Journal: RSC Advances
Publication Title: Microfabricated needle for hydrogen peroxide detection
Authors: Shilun Feng, Sandhya Clement, Yonggang Zhu, Ewa M. Goldys and David W. Inglis
Abstract: A microfabricated needle-like probe has been designed and applied for hydrogen peroxide (H2O2) sampling and detection using a commercial, single-step fluorescent H2O2 assay. In this work, droplets of the assay reagent are generated and sent to the needle tip using a mineral-oil carrier fluid. At the needle tip, the sample is drawn into the device through 100 mm long hydrophilic capillaries by negative pressure. The sampled fluid is immediately merged with the assay droplet and carried away to mix and react, producing a sequence of droplets representing the H2O2 concentration as a function of time. We have characterized the assay fluorescence for small variations in the sample volume. With the calibration, we can calculate the concentration of H2O2 in the sampled liquid from the size and intensity of each merged droplet. This is a microfluidic data-logger system for on-site continuous sampling, controlled reaction, signal storage and on-line quantitative detection. It is a useful tool for monitoring dynamic chemical reactions in analytical chemistry and biological applications.

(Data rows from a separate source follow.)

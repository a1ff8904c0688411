//! Process-wide lifecycle registry.
//!
//! # Responsibility
//! - Map each resolved `DatabaseIdentity` to one shared `Database`.
//! - Hold the optional process-wide default database.
//!
//! # Invariants
//! - Lookups through this module never create two lifecycles for one identity.
//! - A closed lifecycle is released from both its keyed slot and the default
//!   slot, so the next lookup constructs a fresh one.
//! - A released lifecycle reopens only after reclaiming a vacant keyed slot.

use crate::config::{DatabaseConfig, DatabaseIdentity};
use crate::db::DbResult;
use crate::lifecycle::Database;
use log::debug;
use once_cell::sync::Lazy;
use std::collections::HashMap;
use std::sync::{Arc, Mutex, MutexGuard, PoisonError};

static REGISTRY: Lazy<Mutex<RegistryState>> = Lazy::new(|| Mutex::new(RegistryState::default()));

#[derive(Default)]
struct RegistryState {
    by_identity: HashMap<DatabaseIdentity, Arc<Database>>,
    default: Option<Arc<Database>>,
}

/// Returns the lifecycle registered for `config`'s identity, creating it on
/// first lookup. Later configs for the same identity reuse the first one's
/// migration settings.
pub fn get_or_create(config: DatabaseConfig) -> DbResult<Arc<Database>> {
    let mut state = lock();
    get_or_create_locked(&mut state, config)
}

/// Returns the process-wide default database, registering `config` as the
/// default when the slot is empty.
pub fn default_database(config: DatabaseConfig) -> DbResult<Arc<Database>> {
    let mut state = lock();
    if let Some(existing) = &state.default {
        return Ok(Arc::clone(existing));
    }

    let database = get_or_create_locked(&mut state, config)?;
    state.default = Some(Arc::clone(&database));
    debug!(
        "event=registry_default module=registry status=set target={}",
        database.identity().label()
    );
    Ok(database)
}

/// Returns the current default database without creating one.
pub fn current_default() -> Option<Arc<Database>> {
    lock().default.clone()
}

/// Returns the lifecycle registered for `identity`, if any.
pub fn lookup(identity: &DatabaseIdentity) -> Option<Arc<Database>> {
    lock().by_identity.get(identity).cloned()
}

/// Registers `database` for its identity if the slot is vacant.
///
/// Returns false when a different instance already owns the identity.
pub(crate) fn claim(database: &Arc<Database>) -> bool {
    let mut state = lock();
    match state.by_identity.get(database.identity()) {
        Some(current) => Arc::ptr_eq(current, database),
        None => {
            state
                .by_identity
                .insert(database.identity().clone(), Arc::clone(database));
            debug!(
                "event=registry_claim module=registry status=ok target={}",
                database.identity().label()
            );
            true
        }
    }
}

pub(crate) fn release(database: &Database) {
    let mut state = lock();
    let is_default = state
        .default
        .as_deref()
        .is_some_and(|current| std::ptr::eq(current, database));
    if is_default {
        state.default = None;
    }

    let is_registered = state
        .by_identity
        .get(database.identity())
        .is_some_and(|current| std::ptr::eq(current.as_ref(), database));
    if is_registered {
        state.by_identity.remove(database.identity());
    }

    if is_default || is_registered {
        debug!(
            "event=registry_release module=registry status=ok target={} default={}",
            database.identity().label(),
            is_default
        );
    }
}

fn get_or_create_locked(
    state: &mut RegistryState,
    config: DatabaseConfig,
) -> DbResult<Arc<Database>> {
    let identity = config.identity()?;
    if let Some(existing) = state.by_identity.get(&identity) {
        return Ok(Arc::clone(existing));
    }

    let database = Database::new_shared(config, identity.clone());
    state.by_identity.insert(identity, Arc::clone(&database));
    Ok(database)
}

fn lock() -> MutexGuard<'static, RegistryState> {
    REGISTRY.lock().unwrap_or_else(PoisonError::into_inner)
}
//! Native connection bootstrap for SQLite.
//!
//! # Responsibility
//! - Open file or in-memory SQLite connections honoring identity flags.
//! - Configure connection pragmas required by core behavior.
//!
//! # Invariants
//! - Returned connections have `foreign_keys=ON`.
//! - Returned connections have the identity's journal mode applied.
//! - Missing files are never created for read-only or must-exist identities.

use super::{DbError, DbResult, OpenFailure};
use crate::config::{DatabaseIdentity, DatabaseTarget};
use log::{error, info};
use rusqlite::{Connection, OpenFlags};
use std::path::Path;
use std::time::{Duration, Instant};

const BUSY_TIMEOUT: Duration = Duration::from_secs(5);

/// Opens and configures the native connection for `identity`.
///
/// Migrations are not run here; the lifecycle manager runs them after open.
///
/// # Side effects
/// - Creates the parent directory of a writable file target.
/// - Emits `db_open` logging events with duration and status.
pub fn open_native(identity: &DatabaseIdentity) -> DbResult<Connection> {
    let started_at = Instant::now();
    let mode = identity.mode();
    info!(
        "event=db_open module=db status=start mode={} read_only={} must_exist={}",
        mode, identity.read_only, identity.must_exist
    );

    let conn = match open_with_flags(identity) {
        Ok(conn) => conn,
        Err(err) => {
            error!(
                "event=db_open module=db status=error mode={} duration_ms={} error_code=db_open_failed error={}",
                mode,
                started_at.elapsed().as_millis(),
                err
            );
            return Err(err);
        }
    };

    match configure_connection(&conn, identity) {
        Ok(()) => {
            info!(
                "event=db_open module=db status=ok mode={} durability={} duration_ms={}",
                mode,
                identity.durability.as_str(),
                started_at.elapsed().as_millis()
            );
            Ok(conn)
        }
        Err(err) => {
            error!(
                "event=db_open module=db status=error mode={} duration_ms={} error_code=db_configure_failed error={}",
                mode,
                started_at.elapsed().as_millis(),
                err
            );
            Err(err)
        }
    }
}

fn open_with_flags(identity: &DatabaseIdentity) -> DbResult<Connection> {
    let flags = open_flags(identity);
    match &identity.target {
        DatabaseTarget::Memory => {
            Connection::open_in_memory_with_flags(flags).map_err(|err| native_failure(identity, err))
        }
        DatabaseTarget::File(path) => {
            ensure_file_target(identity, path)?;
            Connection::open_with_flags(path, flags).map_err(|err| native_failure(identity, err))
        }
    }
}

fn open_flags(identity: &DatabaseIdentity) -> OpenFlags {
    let base = OpenFlags::SQLITE_OPEN_URI | OpenFlags::SQLITE_OPEN_NO_MUTEX;
    if identity.read_only {
        return base | OpenFlags::SQLITE_OPEN_READ_ONLY;
    }
    if identity.must_exist {
        return base | OpenFlags::SQLITE_OPEN_READ_WRITE;
    }
    base | OpenFlags::SQLITE_OPEN_READ_WRITE | OpenFlags::SQLITE_OPEN_CREATE
}

fn ensure_file_target(identity: &DatabaseIdentity, path: &Path) -> DbResult<()> {
    let exists = path.exists();
    if identity.read_only && !exists {
        return Err(open_error(identity, OpenFailure::ReadOnlyButMissing));
    }
    if identity.must_exist && !exists {
        return Err(open_error(identity, OpenFailure::MustExistButMissing));
    }
    if path.is_dir() {
        return Err(open_error(
            identity,
            OpenFailure::InvalidPath("path is a directory".to_string()),
        ));
    }

    if let Some(parent) = path.parent() {
        if !parent.as_os_str().is_empty() && !parent.exists() {
            std::fs::create_dir_all(parent)
                .map_err(|err| open_error(identity, OpenFailure::CreateParent(err)))?;
        }
    }
    Ok(())
}

fn configure_connection(conn: &Connection, identity: &DatabaseIdentity) -> DbResult<()> {
    conn.execute_batch("PRAGMA foreign_keys = ON;")?;
    conn.busy_timeout(BUSY_TIMEOUT)?;
    if let Some(pragma) = identity.durability.pragma() {
        // journal_mode reports the resulting mode as a row.
        let _: String = conn.query_row(pragma, [], |row| row.get(0))?;
    }
    Ok(())
}

fn open_error(identity: &DatabaseIdentity, failure: OpenFailure) -> DbError {
    DbError::Open {
        target: identity.label(),
        failure,
    }
}

fn native_failure(identity: &DatabaseIdentity, err: rusqlite::Error) -> DbError {
    open_error(identity, OpenFailure::Native(err))
}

Key words: Microfluidics, probe, H2O2, analytics chemistry
5 June 2019: Congratulations to PhD Student Ms Megan Lim who was awarded the Robinson’s Research Institute Prize for Best presentation in the field of reproduction, pregnancy or child health at The Australian Society for Medical Research (ASMR) conference.
Megan’s oral presentation was titled “Investigation of haemoglobin as an antioxidant to reduce reactive oxygen species during the in vitro maturation of moues cumulus-oocyte com.
Megan would like to thank my supervisor Dr Kylie Dunning and lab colleagues for their feedback during her practice talks, and also the Biological Challenges meeting attendees who gave her helpful insights for her project. “Thank you for your words of encouragement and support!”
29 May 2019
Recent publication by CNBP PhD student Mr Yi Li and team at the University of New South Wales explores the challenges and opportunities of working with CRISPR /Cas for multiplex detection
Journal: Trends in Biotechnology
Publication Title: CRISPR/Cas Multiplexed Biosensing: A Challenge or an Insurmountable Obstacle?
Authors: Yi Li, Linyang Liu, Guozhen Liu
Abstract: Performing multiplex detection is still an elusive goal for molecular diagnostics. CRISPR/Cas-based biosensing has demonstrated potential for multiplex detection. Instead of being an insurmountable obstacle, CRISPR/Cas multiplexed biosensing is a realistic challenge with some recent successful applications. Strategic considerations are required to fully explore its potential in multiplex diagnostics.
CRISPR/Cas; multiplex; biosensing; diagnostics; nucleic acid detection
25 May 2019:
CNBP researchers Dr Georgina Sylvia and Dr Erin Smith (in conjunction with Children’s University Adelaide) have taken their love of science to the public, demonstrating fun-filled experiments to budding young scientists at a ‘pop-up’ event titled ‘The Magic and Wonder of Science’. The event took place as part of the biennial ‘Dream Big Children’s Festival’, held in South Australia, May-June, 2019.
Attendees at the ‘pop-up’ outreach event saw science working in practice as well as real-life applications of differing scientific elements.
“We demonstrated numerous experiments to our audience including creating ‘Elephant’s Toothpaste’. This is a foamy substance caused by the rapid decomposition of hydrogen peroxide,” says Georgina.
“Other experiments included a demonstration of atmospheric pressure with a jar of water, as well as the use of liquid nitrogen to freeze an everyday egg in a fry-pan. We wanted to inspire our young audience and to open their minds to the everyday science that exists all around them,” she says.
“Our show aimed to be a blend of entertainment and education with plenty of humor and laughs as well.”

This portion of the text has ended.